- WORK TO COMPLETE -
Return the whole listing exactly as written.
(INFORMATION GIVEN)
//! Outbound helper that splits a byte stream into numbered fragments.
//!
//! [`Fragmenter`] walks its input in fixed strides, tagging each slice with a
//! dense [`FragmentIndex`]. The resulting [`FragmentSet`] upholds the layout
//! invariants the reassembler relies on: indices run `0..N` without gaps, and
//! every fragment except the last carries exactly `chunk_size` bytes.

use std::num::NonZeroUsize;

use bytes::Bytes;

use super::{ConfigError, Fragment, FragmentIndex, FragmentationConfig, FragmentationError};

/// Split `bytes` into fragments of at most `chunk_size` bytes.
///
/// Empty input yields an empty [`FragmentSet`].
///
/// # Examples
///
/// ```
/// use packet_reassembly::fragment::fragment;
/// let set = fragment("HELLOWORLD!", 5).expect("positive chunk size");
/// let payloads: Vec<&[u8]> = set.iter().map(|f| f.payload()).collect();
/// assert_eq!(payloads, vec![&b"HELLO"[..], &b"WORLD"[..], &b"!"[..]]);
/// ```
///
/// # Errors
///
/// Returns [`FragmentationError::InvalidConfiguration`] when `chunk_size` is
/// zero, or [`FragmentationError::IndexOverflow`] if the input needs more
/// fragments than a `u32` index can address.
pub fn fragment(
    bytes: impl Into<Bytes>,
    chunk_size: usize,
) -> Result<FragmentSet, FragmentationError> {
    let chunk_size = NonZeroUsize::new(chunk_size).ok_or(ConfigError::ZeroChunkSize)?;
    Fragmenter::new(chunk_size).fragment(bytes)
}

/// Splits byte streams into fixed-size fragments.
#[derive(Clone, Copy, Debug, PartialEq, Eq)]
pub struct Fragmenter {
    chunk_size: NonZeroUsize,
}

impl Fragmenter {
    /// Create a fragmenter that caps fragment payloads at `chunk_size` bytes.
    #[must_use]
    pub const fn new(chunk_size: NonZeroUsize) -> Self { Self { chunk_size } }

    /// Create a fragmenter using the chunk size from `config`.
    #[must_use]
    pub const fn from_config(config: &FragmentationConfig) -> Self { Self::new(config.chunk_size) }

    /// Return the fragment payload size in bytes.
    #[must_use]
    pub const fn chunk_size(&self) -> NonZeroUsize { self.chunk_size }

    /// Split `bytes` into fragments.
    ///
    /// Payloads share the input buffer; no bytes are copied once `bytes` is
    /// converted into [`Bytes`].
    ///
    /// # Errors
    ///
    /// Returns [`FragmentationError::IndexOverflow`] if more than
    /// `u32::MAX + 1` fragments are required.
    pub fn fragment(&self, bytes: impl Into<Bytes>) -> Result<FragmentSet, FragmentationError> {
        let payload: Bytes = bytes.into();
        let max = self.chunk_size.get();
        let total = payload.len();

        let mut fragments = Vec::with_capacity(total.div_ceil(max));
        let mut index = FragmentIndex::zero();
        let mut offset = 0usize;

        while offset < total {
            let end = (offset + max).min(total);
            fragments.push(Fragment::new(index, payload.slice(offset..end)));

            if end == total {
                break;
            }

            offset = end;
            index = index
                .checked_increment()
                .ok_or(FragmentationError::IndexOverflow { last: index })?;
        }

        Ok(FragmentSet {
            chunk_size: self.chunk_size,
            payload_len: total,
            fragments,
        })
    }
}

impl Default for Fragmenter {
    fn default() -> Self { Self::from_config(&FragmentationConfig::default()) }
}

/// Ordered collection of fragments produced from a single byte stream.
///
/// `fragments()[i].sequence_index() == i` holds for every position.
#[derive(Clone, Debug, PartialEq, Eq)]
pub struct FragmentSet {
    chunk_size: NonZeroUsize,
    payload_len: usize,
    fragments: Vec<Fragment>,
}

impl FragmentSet {
    /// Return the fragments as a slice, ordered by sequence index.
    #[must_use]
    pub fn fragments(&self) -> &[Fragment] { self.fragments.as_slice() }

    /// Look up the fragment carrying `index`.
    #[must_use]
    pub fn get(&self, index: FragmentIndex) -> Option<&Fragment> { self.fragments.get(index.slot()) }

    /// Number of fragments in the set.
    #[must_use]
    pub fn len(&self) -> usize { self.fragments.len() }

    /// Whether the source stream was empty.
    #[must_use]
    pub fn is_empty(&self) -> bool { self.fragments.is_empty() }

    /// Total payload bytes across all fragments.
    #[must_use]
    pub const fn payload_len(&self) -> usize { self.payload_len }

    /// Chunk size the set was produced with.
    #[must_use]
    pub const fn chunk_size(&self) -> NonZeroUsize { self.chunk_size }

    /// Iterate over the fragments in sequence order.
    pub fn iter(&self) -> std::slice::Iter<'_, Fragment> { self.fragments.iter() }

    /// Consume the set, returning all fragments.
    #[must_use]
    pub fn into_fragments(self) -> Vec<Fragment> { self.fragments }
}

impl IntoIterator for FragmentSet {
    type Item = Fragment;
    type IntoIter = std::vec::IntoIter<Fragment>;

    fn into_iter(self) -> Self::IntoIter { self.fragments.into_iter() }
}

impl<'a> IntoIterator for &'a FragmentSet {
    type Item = &'a Fragment;
    type IntoIter = std::slice::Iter<'a, Fragment>;

    fn into_iter(self) -> Self::IntoIter { self.fragments.iter() }
}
(End INFORMATION GIVEN)
- SOLUTION BELOW -
//! Outbound helper that splits a byte stream into numbered fragments.
//!
//! [`Fragmenter`] walks its input in fixed strides, tagging each slice with a
//! dense [`FragmentIndex`]. The resulting [`FragmentSet`] upholds the layout
//! invariants the reassembler relies on: indices run `0..N` without gaps, and
//! every fragment except the last carries exactly `chunk_size` bytes.

use std::num::NonZeroUsize;

use bytes::Bytes;

use super::{ConfigError, Fragment, FragmentIndex, FragmentationConfig, FragmentationError};

/// Split `bytes` into fragments of at most `chunk_size` bytes.
///
/// Empty input yields an empty [`FragmentSet`].
///
/// # Examples
///
/// ```
/// use packet_reassembly::fragment::fragment;
/// let set = fragment("HELLOWORLD!", 5).expect("positive chunk size");
/// let payloads: Vec<&[u8]> = set.iter().map(|f| f.payload()).collect();
/// assert_eq!(payloads, vec![&b"HELLO"[..], &b"WORLD"[..], &b"!"[..]]);
/// ```
///
/// # Errors
///
/// Returns [`FragmentationError::InvalidConfiguration`] when `chunk_size` is
/// zero, or [`FragmentationError::IndexOverflow`] if the input needs more
/// fragments than a `u32` index can address.
pub fn fragment(
    bytes: impl Into<Bytes>,
    chunk_size: usize,
) -> Result<FragmentSet, FragmentationError> {
    let chunk_size = NonZeroUsize::new(chunk_size).ok_or(ConfigError::ZeroChunkSize)?;
    Fragmenter::new(chunk_size).fragment(bytes)
}

/// Splits byte streams into fixed-size fragments.
#[derive(Clone, Copy, Debug, PartialEq, Eq)]
pub struct Fragmenter {
    chunk_size: NonZeroUsize,
}

impl Fragmenter {
    /// Create a fragmenter that caps fragment payloads at `chunk_size` bytes.
    #[must_use]
    pub const fn new(chunk_size: NonZeroUsize) -> Self { Self { chunk_size } }

    /// Create a fragmenter using the chunk size from `config`.
    #[must_use]
    pub const fn from_config(config: &FragmentationConfig) -> Self { Self::new(config.chunk_size) }

    /// Return the fragment payload size in bytes.
    #[must_use]
    pub const fn chunk_size(&self) -> NonZeroUsize { self.chunk_size }

    /// Split `bytes` into fragments.
    ///
    /// Payloads share the input buffer; no bytes are copied once `bytes` is
    /// converted into [`Bytes`].
    ///
    /// # Errors
    ///
    /// Returns [`FragmentationError::IndexOverflow`] if more than
    /// `u32::MAX + 1` fragments are required.
    pub fn fragment(&self, bytes: impl Into<Bytes>) -> Result<FragmentSet, FragmentationError> {
        let payload: Bytes = bytes.into();
        let max = self.chunk_size.get();
        let total = payload.len();

        let mut fragments = Vec::with_capacity(total.div_ceil(max));
        let mut index = FragmentIndex::zero();
        let mut offset = 0usize;

        while offset < total {
            let end = (offset + max).min(total);
            fragments.push(Fragment::new(index, payload.slice(offset..end)));

            if end == total {
                break;
            }

            offset = end;
            index = index
                .checked_increment()
                .ok_or(FragmentationError::IndexOverflow { last: index })?;
        }

        Ok(FragmentSet {
            chunk_size: self.chunk_size,
            payload_len: total,
            fragments,
        })
    }
}

impl Default for Fragmenter {
    fn default() -> Self { Self::from_config(&FragmentationConfig::default()) }
}

/// Ordered collection of fragments produced from a single byte stream.
///
/// `fragments()[i].sequence_index() == i` holds for every position.
#[derive(Clone, Debug, PartialEq, Eq)]
pub struct FragmentSet {
    chunk_size: NonZeroUsize,
    payload_len: usize,
    fragments: Vec<Fragment>,
}

impl FragmentSet {
    /// Return the fragments as a slice, ordered by sequence index.
    #[must_use]
    pub fn fragments(&self) -> &[Fragment] { self.fragments.as_slice() }

    /// Look up the fragment carrying `index`.
    #[must_use]
    pub fn get(&self, index: FragmentIndex) -> Option<&Fragment> { self.fragments.get(index.slot()) }

    /// Number of fragments in the set.
    #[must_use]
    pub fn len(&self) -> usize { self.fragments.len() }

    /// Whether the source stream was empty.
    #[must_use]
    pub fn is_empty(&self) -> bool { self.fragments.is_empty() }

    /// Total payload bytes across all fragments.
    #[must_use]
    pub const fn payload_len(&self) -> usize { self.payload_len }

    /// Chunk size the set was produced with.
    #[must_use]
    pub const fn chunk_size(&self) -> NonZeroUsize { self.chunk_size }

    /// Iterate over the fragments in sequence order.
    pub fn iter(&self) -> std::slice::Iter<'_, Fragment> { self.fragments.iter() }

    /// Consume the set, returning all fragments.
    #[must_use]
    pub fn into_fragments(self) -> Vec<Fragment> { self.fragments }
}

impl IntoIterator for FragmentSet {
    type Item = Fragment;
    type IntoIter = std::vec::IntoIter<Fragment>;

    fn into_iter(self) -> Self::IntoIter { self.fragments.into_iter() }
}

impl<'a> IntoIterator for &'a FragmentSet {
    type Item = &'a Fragment;
    type IntoIter = std::slice::Iter<'a, Fragment>;

    fn into_iter(self) -> Self::IntoIter { self.fragments.iter() }
}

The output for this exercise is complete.